■ WHAT TO PRODUCE
Each line of the records that includes "PgPoolOptions" should be found and copied.

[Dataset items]
========

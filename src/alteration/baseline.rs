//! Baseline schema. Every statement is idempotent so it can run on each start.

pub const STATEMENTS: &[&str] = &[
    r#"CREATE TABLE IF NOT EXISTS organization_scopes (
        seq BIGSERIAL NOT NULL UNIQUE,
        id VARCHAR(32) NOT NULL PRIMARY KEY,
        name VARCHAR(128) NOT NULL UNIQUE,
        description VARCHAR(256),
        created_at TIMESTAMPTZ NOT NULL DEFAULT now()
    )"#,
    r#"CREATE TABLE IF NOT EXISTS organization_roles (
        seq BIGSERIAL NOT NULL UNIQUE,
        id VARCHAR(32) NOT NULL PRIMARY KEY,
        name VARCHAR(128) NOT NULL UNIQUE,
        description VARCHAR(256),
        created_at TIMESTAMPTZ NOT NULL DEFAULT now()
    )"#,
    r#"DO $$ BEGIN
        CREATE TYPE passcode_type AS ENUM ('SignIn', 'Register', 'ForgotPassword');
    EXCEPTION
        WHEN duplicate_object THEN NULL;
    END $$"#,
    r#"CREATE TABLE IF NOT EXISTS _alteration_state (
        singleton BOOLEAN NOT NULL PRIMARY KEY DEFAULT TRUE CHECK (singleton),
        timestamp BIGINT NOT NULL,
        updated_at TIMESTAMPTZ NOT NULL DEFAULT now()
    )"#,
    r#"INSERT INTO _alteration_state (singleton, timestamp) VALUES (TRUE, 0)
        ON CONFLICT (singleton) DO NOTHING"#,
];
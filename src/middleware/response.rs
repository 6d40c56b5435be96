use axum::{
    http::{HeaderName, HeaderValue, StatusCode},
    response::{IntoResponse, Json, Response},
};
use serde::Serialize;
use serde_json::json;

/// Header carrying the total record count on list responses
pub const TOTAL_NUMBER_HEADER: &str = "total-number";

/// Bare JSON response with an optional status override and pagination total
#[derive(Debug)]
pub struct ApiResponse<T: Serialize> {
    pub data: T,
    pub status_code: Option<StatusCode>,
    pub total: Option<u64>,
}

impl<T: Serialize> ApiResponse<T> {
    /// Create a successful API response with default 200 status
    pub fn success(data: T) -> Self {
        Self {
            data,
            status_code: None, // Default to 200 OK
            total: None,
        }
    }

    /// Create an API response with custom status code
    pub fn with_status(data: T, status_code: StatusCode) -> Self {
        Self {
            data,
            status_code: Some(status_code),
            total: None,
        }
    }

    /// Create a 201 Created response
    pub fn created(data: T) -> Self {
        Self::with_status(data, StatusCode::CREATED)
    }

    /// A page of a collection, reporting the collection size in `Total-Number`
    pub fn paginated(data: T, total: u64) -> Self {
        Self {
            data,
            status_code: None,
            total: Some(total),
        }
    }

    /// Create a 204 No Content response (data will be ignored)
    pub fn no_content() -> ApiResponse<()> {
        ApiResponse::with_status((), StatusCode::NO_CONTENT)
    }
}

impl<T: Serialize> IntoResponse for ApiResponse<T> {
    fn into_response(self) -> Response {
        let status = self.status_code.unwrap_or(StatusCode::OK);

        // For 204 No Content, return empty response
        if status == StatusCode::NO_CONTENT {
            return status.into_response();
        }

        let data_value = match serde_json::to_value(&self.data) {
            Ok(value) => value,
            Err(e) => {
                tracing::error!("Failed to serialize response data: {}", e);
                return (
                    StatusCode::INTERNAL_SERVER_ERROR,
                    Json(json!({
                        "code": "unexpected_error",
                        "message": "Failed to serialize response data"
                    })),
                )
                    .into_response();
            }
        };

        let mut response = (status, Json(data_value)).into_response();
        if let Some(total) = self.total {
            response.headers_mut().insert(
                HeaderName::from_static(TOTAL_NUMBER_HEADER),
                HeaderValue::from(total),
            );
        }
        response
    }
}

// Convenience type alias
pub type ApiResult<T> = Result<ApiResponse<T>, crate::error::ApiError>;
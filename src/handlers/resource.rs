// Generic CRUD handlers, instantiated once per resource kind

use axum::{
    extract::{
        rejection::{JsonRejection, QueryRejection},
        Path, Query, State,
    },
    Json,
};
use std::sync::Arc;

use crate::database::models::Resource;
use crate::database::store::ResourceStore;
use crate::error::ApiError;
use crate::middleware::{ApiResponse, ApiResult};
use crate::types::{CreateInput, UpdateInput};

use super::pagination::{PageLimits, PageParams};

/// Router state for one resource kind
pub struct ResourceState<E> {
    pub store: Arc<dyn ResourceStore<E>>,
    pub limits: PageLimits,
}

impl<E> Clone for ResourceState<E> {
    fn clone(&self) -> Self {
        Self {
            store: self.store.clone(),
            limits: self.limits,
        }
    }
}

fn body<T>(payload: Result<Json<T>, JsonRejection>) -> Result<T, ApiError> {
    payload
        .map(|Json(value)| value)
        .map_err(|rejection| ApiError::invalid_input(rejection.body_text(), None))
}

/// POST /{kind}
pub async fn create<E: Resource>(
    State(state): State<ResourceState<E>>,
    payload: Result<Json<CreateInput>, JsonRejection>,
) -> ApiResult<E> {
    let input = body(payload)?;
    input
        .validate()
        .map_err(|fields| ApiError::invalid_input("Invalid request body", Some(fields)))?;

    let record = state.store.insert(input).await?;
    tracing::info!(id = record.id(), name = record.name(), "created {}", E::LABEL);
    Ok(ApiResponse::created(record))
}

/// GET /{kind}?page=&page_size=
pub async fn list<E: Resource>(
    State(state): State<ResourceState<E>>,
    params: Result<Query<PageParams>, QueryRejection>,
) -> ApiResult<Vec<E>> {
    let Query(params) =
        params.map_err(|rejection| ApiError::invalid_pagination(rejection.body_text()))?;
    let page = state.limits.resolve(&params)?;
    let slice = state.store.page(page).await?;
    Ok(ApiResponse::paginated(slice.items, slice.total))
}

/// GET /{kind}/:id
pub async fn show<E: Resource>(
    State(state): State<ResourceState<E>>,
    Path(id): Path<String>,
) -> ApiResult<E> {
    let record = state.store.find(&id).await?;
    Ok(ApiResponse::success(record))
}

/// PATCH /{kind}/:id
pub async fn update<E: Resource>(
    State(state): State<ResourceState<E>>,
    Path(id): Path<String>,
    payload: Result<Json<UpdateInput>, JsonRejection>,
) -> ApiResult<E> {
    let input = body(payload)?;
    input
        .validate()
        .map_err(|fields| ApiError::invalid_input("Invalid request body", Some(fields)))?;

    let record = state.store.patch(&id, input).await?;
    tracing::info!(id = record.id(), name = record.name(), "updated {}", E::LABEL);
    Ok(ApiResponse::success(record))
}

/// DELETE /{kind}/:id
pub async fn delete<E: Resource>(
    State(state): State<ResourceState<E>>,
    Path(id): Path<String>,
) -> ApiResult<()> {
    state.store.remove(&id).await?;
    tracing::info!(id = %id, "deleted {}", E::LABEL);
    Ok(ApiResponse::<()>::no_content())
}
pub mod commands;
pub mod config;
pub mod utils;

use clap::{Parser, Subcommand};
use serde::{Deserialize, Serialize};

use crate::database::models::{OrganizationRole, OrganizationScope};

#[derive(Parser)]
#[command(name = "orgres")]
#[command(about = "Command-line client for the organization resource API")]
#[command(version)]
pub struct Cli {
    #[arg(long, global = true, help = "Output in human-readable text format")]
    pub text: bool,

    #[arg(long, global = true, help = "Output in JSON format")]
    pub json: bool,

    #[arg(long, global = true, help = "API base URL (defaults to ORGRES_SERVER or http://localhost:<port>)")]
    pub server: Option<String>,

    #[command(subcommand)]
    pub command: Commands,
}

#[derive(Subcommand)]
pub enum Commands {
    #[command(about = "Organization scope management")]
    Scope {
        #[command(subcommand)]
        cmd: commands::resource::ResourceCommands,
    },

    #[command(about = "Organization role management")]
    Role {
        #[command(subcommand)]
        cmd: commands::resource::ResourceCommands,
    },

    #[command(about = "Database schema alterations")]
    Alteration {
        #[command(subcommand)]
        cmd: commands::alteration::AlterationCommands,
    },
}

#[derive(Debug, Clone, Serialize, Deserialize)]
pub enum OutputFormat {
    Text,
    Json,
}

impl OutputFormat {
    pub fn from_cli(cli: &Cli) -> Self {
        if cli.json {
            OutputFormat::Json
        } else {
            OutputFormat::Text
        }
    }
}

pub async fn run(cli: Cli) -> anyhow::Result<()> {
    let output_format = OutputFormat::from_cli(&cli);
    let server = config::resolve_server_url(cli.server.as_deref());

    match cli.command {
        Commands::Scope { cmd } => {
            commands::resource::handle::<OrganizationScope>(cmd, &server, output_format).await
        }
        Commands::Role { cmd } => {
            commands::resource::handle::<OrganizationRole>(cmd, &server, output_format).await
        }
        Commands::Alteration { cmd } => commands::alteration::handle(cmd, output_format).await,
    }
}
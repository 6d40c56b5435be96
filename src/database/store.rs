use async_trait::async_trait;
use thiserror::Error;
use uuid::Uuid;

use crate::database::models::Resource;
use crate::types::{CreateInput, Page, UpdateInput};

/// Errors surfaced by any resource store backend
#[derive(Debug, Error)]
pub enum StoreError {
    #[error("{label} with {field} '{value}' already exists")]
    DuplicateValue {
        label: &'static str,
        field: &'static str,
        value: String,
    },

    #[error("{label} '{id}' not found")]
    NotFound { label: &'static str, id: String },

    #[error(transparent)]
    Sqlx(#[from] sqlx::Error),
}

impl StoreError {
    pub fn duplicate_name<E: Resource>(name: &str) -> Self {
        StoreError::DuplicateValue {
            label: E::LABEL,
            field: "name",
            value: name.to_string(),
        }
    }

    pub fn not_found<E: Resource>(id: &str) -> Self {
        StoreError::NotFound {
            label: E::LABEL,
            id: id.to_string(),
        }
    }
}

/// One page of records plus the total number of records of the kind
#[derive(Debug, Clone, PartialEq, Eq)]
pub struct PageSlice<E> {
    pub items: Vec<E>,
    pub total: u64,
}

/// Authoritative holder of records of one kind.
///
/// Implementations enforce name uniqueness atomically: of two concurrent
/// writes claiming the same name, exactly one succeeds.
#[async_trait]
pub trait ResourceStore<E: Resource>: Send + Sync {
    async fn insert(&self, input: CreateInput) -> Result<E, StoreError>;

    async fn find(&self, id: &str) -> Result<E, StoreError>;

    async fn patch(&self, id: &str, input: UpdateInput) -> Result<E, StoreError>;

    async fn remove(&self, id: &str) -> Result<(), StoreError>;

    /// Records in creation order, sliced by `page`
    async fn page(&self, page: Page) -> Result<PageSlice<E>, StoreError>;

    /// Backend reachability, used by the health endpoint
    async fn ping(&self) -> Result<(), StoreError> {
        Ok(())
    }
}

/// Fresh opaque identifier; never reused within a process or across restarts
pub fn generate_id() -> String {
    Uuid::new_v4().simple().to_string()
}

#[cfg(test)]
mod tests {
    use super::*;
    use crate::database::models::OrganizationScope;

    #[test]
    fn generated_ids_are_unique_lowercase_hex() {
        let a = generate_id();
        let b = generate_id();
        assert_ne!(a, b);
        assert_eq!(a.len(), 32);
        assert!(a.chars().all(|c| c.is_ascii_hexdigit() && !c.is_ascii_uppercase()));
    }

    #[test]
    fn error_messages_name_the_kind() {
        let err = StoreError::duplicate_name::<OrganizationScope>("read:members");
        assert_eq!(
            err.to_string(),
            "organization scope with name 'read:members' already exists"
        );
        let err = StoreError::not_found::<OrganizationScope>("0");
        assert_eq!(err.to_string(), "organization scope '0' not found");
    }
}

========

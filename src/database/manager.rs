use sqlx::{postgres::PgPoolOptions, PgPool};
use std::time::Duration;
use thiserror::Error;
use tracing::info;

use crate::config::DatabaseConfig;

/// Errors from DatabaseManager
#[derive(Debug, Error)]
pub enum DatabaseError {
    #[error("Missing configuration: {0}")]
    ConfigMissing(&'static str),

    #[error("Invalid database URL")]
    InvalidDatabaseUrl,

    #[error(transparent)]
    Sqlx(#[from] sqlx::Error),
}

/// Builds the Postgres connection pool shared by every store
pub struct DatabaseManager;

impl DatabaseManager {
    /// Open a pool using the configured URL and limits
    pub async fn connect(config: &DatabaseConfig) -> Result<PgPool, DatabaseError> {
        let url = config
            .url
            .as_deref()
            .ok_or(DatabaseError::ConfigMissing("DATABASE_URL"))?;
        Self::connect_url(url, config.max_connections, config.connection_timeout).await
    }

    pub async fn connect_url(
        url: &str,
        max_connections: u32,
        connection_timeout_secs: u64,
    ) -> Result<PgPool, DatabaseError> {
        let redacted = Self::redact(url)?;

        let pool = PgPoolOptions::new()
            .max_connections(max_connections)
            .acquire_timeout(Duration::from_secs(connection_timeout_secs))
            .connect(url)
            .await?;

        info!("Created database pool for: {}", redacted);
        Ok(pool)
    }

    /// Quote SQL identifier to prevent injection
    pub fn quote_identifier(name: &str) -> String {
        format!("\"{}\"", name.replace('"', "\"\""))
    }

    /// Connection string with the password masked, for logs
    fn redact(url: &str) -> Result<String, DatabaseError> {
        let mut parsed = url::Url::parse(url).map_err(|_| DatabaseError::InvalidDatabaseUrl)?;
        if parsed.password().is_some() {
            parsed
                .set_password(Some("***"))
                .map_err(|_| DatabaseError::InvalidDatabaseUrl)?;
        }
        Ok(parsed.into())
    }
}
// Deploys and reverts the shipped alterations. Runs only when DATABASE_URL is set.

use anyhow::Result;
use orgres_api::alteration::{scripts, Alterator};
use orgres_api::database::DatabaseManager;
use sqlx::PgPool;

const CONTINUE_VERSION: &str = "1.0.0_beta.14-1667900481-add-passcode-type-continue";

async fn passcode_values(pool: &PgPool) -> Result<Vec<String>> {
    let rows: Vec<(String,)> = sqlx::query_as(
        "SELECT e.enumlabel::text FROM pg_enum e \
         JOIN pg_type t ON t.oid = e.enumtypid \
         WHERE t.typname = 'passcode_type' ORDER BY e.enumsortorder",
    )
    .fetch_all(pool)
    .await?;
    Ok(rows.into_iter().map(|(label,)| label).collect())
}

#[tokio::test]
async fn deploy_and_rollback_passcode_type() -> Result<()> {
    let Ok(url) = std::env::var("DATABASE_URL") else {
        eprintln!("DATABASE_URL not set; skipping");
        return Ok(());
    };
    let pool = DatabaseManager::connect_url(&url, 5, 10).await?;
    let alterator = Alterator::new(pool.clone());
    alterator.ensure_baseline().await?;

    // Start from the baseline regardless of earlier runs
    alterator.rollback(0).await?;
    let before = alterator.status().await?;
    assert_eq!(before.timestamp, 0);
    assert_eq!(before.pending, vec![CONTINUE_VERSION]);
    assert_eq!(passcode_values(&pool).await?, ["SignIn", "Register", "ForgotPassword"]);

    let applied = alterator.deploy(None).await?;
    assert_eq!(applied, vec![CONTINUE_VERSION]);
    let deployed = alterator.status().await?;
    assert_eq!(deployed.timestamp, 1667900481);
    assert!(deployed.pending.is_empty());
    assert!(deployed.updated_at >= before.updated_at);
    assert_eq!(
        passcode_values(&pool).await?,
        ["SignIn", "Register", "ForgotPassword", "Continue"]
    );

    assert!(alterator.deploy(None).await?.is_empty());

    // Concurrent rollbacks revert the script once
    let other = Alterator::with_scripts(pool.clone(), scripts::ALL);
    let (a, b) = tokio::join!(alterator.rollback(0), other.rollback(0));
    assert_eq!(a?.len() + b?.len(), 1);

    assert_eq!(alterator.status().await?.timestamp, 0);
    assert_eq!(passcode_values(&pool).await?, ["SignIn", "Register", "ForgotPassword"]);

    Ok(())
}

========

■ RESULT
use sqlx::{postgres::PgPoolOptions, PgPool};
        let pool = PgPoolOptions::new()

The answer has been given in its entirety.